■ Task brief
In the records below, count each line where the word "derive" appears, and reply with that number only.

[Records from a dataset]
* * *

//! Proxy key issuance and bearer resolution.
//!
//! Raw keys are returned exactly once at generation time; the store only ever
//! sees the SHA-256. Resolution caches the decoded record per hashed bearer
//! for a short window so hot callers do not hit the store on every request.

use chrono::Utc;
use rand::Rng;
use std::collections::HashMap;
use std::sync::Arc;
use std::time::Instant;
use tokio::sync::RwLock;
use uuid::Uuid;

use crate::constants::{KEY_CACHE_TTL_SECS, KEY_DISPLAY_PREFIX_LEN, PROXY_KEY_PREFIX};
use crate::crypto::sha256_hex;
use crate::error::GatewayError;
use crate::store::{ProxyKeyRecord, StoreClient};

/// Result of key generation. The raw key leaves the process exactly once.
#[derive(Debug, Clone, serde::Serialize)]
#[serde(rename_all = "camelCase")]
pub struct GeneratedKey {
    pub key: String,
    pub key_prefix: String,
    pub name: String,
}

pub async fn generate_key(
    store: &StoreClient,
    user_id: &str,
    name: &str,
    rate_limit_per_minute: Option<u32>,
) -> Result<GeneratedKey, GatewayError> {
    let name = name.trim();
    if name.is_empty() || name.len() > 100 {
        return Err(GatewayError::Validation {
            message: "Key name must be between 1 and 100 characters".into(),
            param: Some("name".into()),
        });
    }
    if rate_limit_per_minute == Some(0) {
        return Err(GatewayError::Validation {
            message: "rateLimitPerMinute must be a positive integer".into(),
            param: Some("rateLimitPerMinute".into()),
        });
    }

    // Mint randomness before any await; ThreadRng is not Send
    let raw_key = {
        let mut rng = rand::rng();
        let bytes: [u8; 32] = rng.random();
        let hex: String = bytes.iter().map(|b| format!("{:02x}", b)).collect();
        format!("{}{}", PROXY_KEY_PREFIX, hex)
    };

    let record = ProxyKeyRecord {
        key_id: Uuid::new_v4().to_string(),
        user_id: user_id.to_string(),
        hashed_key: sha256_hex(&raw_key),
        key_prefix: raw_key[..KEY_DISPLAY_PREFIX_LEN].to_string(),
        name: name.to_string(),
        is_active: true,
        rate_limit_per_minute,
        created_at: Utc::now(),
        last_used_at: None,
    };

    store.insert_key(&record).await?;

    Ok(GeneratedKey {
        key_prefix: record.key_prefix,
        name: record.name,
        key: raw_key,
    })
}

/// A decoded bearer with the metadata the request plane needs.
#[derive(Debug, Clone)]
pub struct ResolvedKey {
    pub key_id: String,
    pub user_id: String,
    pub is_active: bool,
    pub rate_limit_per_minute: Option<u32>,
    pub resolved_at: Instant,
}

impl ResolvedKey {
    fn fresh(&self) -> bool {
        self.resolved_at.elapsed().as_secs() < KEY_CACHE_TTL_SECS
    }
}

/// Bearer token → `ResolvedKey`, with a short-TTL in-memory cache keyed by
/// the bearer's SHA-256. A racing double-resolve is harmless; last writer
/// wins.
pub struct KeyResolver {
    store: Arc<StoreClient>,
    cache: RwLock<HashMap<String, ResolvedKey>>,
}

impl KeyResolver {
    pub fn new(store: Arc<StoreClient>) -> Self {
        Self {
            store,
            cache: RwLock::new(HashMap::new()),
        }
    }

    pub async fn resolve(&self, raw_key: &str) -> Result<ResolvedKey, GatewayError> {
        let hashed = sha256_hex(raw_key);

        if let Some(cached) = self.cache.read().await.get(&hashed)
            && cached.fresh()
        {
            return Ok(cached.clone());
        }

        let record = self
            .store
            .get_key_by_hash(&hashed)
            .await?
            .ok_or(GatewayError::InvalidApiKey)?;

        if !record.is_active {
            self.cache.write().await.remove(&hashed);
            return Err(GatewayError::InvalidApiKey);
        }

        let resolved = ResolvedKey {
            key_id: record.key_id.clone(),
            user_id: record.user_id,
            is_active: record.is_active,
            rate_limit_per_minute: record.rate_limit_per_minute,
            resolved_at: Instant::now(),
        };

        self.cache
            .write()
            .await
            .insert(hashed, resolved.clone());

        // Last-used stamp is best-effort
        let store = Arc::clone(&self.store);
        let key_id = record.key_id;
        tokio::spawn(async move {
            if let Err(e) = store.touch_key_last_used(&key_id).await {
                tracing::warn!("Failed to touch lastUsedAt for key {key_id}: {e}");
            }
        });

        Ok(resolved)
    }
}

#[cfg(test)]
mod tests {
    use super::*;

    #[test]
    fn test_generated_key_shape() {
        // Mirror the minting logic; generation itself needs a store
        let mut rng = rand::rng();
        let bytes: [u8; 32] = rng.random();
        let hex: String = bytes.iter().map(|b| format!("{:02x}", b)).collect();
        let raw = format!("{}{}", PROXY_KEY_PREFIX, hex);
        assert_eq!(raw.len(), 3 + 64);
        assert_eq!(&raw[..3], "sk-");
        assert_eq!(raw[..KEY_DISPLAY_PREFIX_LEN].len(), 11);
        assert_eq!(sha256_hex(&raw).len(), 64);
    }

    #[test]
    fn test_resolved_key_freshness_window() {
        let resolved = ResolvedKey {
            key_id: "k".into(),
            user_id: "u".into(),
            is_active: true,
            rate_limit_per_minute: None,
            resolved_at: Instant::now(),
        };
        assert!(resolved.fresh());

        let stale = ResolvedKey {
            resolved_at: Instant::now() - std::time::Duration::from_secs(KEY_CACHE_TTL_SECS + 1),
            ..resolved
        };
        assert!(!stale.fresh());
    }
}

* * *

■ Answer box
2